High-efficiency catalysis of nitrogen-rich metal-organic frameworks and their derivatives for the thermal decomposition of ammonium perchlorate

With the development of aerospace science and technology, requirements for propellants are increasingly high. The thermal decomposition behavior of ammonium perchlorate (AP) directly influences the combustion performance of composite solid propellants. Catalysts play an important role in improving the thermal decomposition behavior of AP. In this study, three novel metal-organic frameworks (MOFs) were prepared using a straightforward method, namely Co[N(CN)2]2 (1; nitrogen content: 43.5%), Cu[N(CN)2]2 (2; nitrogen content: 43.0%), and Pb[N(CN)2]2 (3; nitrogen content: 24.8%).
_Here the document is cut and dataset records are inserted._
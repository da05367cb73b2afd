//! Row filters for table requests.

/// Sort direction.
#[derive(Debug, Clone, Copy, PartialEq, Eq)]
pub enum Order {
    Asc,
    Desc,
}

/// Equality filters, ordering and limit for a table request.
///
/// Mirrors the subset of PostgREST query syntax the storefront uses.
#[derive(Debug, Clone, Default, PartialEq, Eq)]
pub struct Query {
    filters: Vec<(String, String)>,
    order: Option<(String, Order)>,
    limit: Option<usize>,
}

impl Query {
    #[must_use]
    pub fn new() -> Self {
        Self::default()
    }

    /// Keep rows where `column` equals `value`.
    #[must_use]
    pub fn eq(mut self, column: &str, value: impl ToString) -> Self {
        self.filters.push((column.to_owned(), value.to_string()));
        self
    }

    #[must_use]
    pub fn order_asc(mut self, column: &str) -> Self {
        self.order = Some((column.to_owned(), Order::Asc));
        self
    }

    #[must_use]
    pub fn order_desc(mut self, column: &str) -> Self {
        self.order = Some((column.to_owned(), Order::Desc));
        self
    }

    #[must_use]
    pub const fn limit(mut self, limit: usize) -> Self {
        self.limit = Some(limit);
        self
    }

    #[must_use]
    pub fn filters(&self) -> &[(String, String)] {
        &self.filters
    }

    #[must_use]
    pub fn ordering(&self) -> Option<(&str, Order)> {
        self.order.as_ref().map(|(c, o)| (c.as_str(), *o))
    }

    #[must_use]
    pub const fn max_rows(&self) -> Option<usize> {
        self.limit
    }

    /// Query-string pairs in PostgREST syntax.
    #[must_use]
    pub fn to_pairs(&self) -> Vec<(String, String)> {
        let mut pairs: Vec<(String, String)> = self
            .filters
            .iter()
            .map(|(column, value)| (column.clone(), format!("eq.{value}")))
            .collect();

        if let Some((column, order)) = &self.order {
            let direction = match order {
                Order::Asc => "asc",
                Order::Desc => "desc",
            };
            pairs.push(("order".to_owned(), format!("{column}.{direction}")));
        }

        if let Some(limit) = self.limit {
            pairs.push(("limit".to_owned(), limit.to_string()));
        }

        pairs
    }
}

#[cfg(test)]
mod tests {
    use super::*;

    #[test]
    fn test_to_pairs() {
        let query = Query::new()
            .eq("user_id", "u-1")
            .order_desc("created_at")
            .limit(10);

        assert_eq!(
            query.to_pairs(),
            vec![
                ("user_id".to_owned(), "eq.u-1".to_owned()),
                ("order".to_owned(), "created_at.desc".to_owned()),
                ("limit".to_owned(), "10".to_owned()),
            ]
        );
    }

    #[test]
    fn test_empty_query_has_no_pairs() {
        assert!(Query::new().to_pairs().is_empty());
    }
}
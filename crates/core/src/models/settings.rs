//! Brand settings singleton.

use serde::{Deserialize, Serialize};

/// Storefront copy and contact details. Exactly one instance exists.
#[derive(Debug, Clone, PartialEq, Eq, Serialize, Deserialize)]
pub struct BrandSettings {
    pub brand_name: String,
    #[serde(default)]
    pub logo: Option<String>,
    pub hero_title: String,
    pub hero_subtitle: String,
    pub hero_image: String,
    pub address: String,
    pub contact_phone: String,
    pub contact_email: String,
}

impl Default for BrandSettings {
    fn default() -> Self {
        crate::seed::default_settings()
    }
}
Their crystal structures were characterized and analyzed through single-crystal X-ray diffraction, forming interesting three-dimensional architectures. Moreover, derived composite catalysts under air (4, 6, and 8) or nitrogen (5, 7, and 9) atmosphere were generated by heating MOFs 1, 2, and 3–500 ​°C at a heating rate of 5 ​°C·min−1. The derived catalyst 4 exhibited the best performance. It reduced the decomposition peak temperature of AP by 81.9 ​°C, increased the heat release from 785 ​kJ·g−1 to 1232 ​kJ·g−1, and decreased the apparent activation energy (Ea) of AP from 223 ​kJ·mol−1 to 145 ​kJ·mol−1.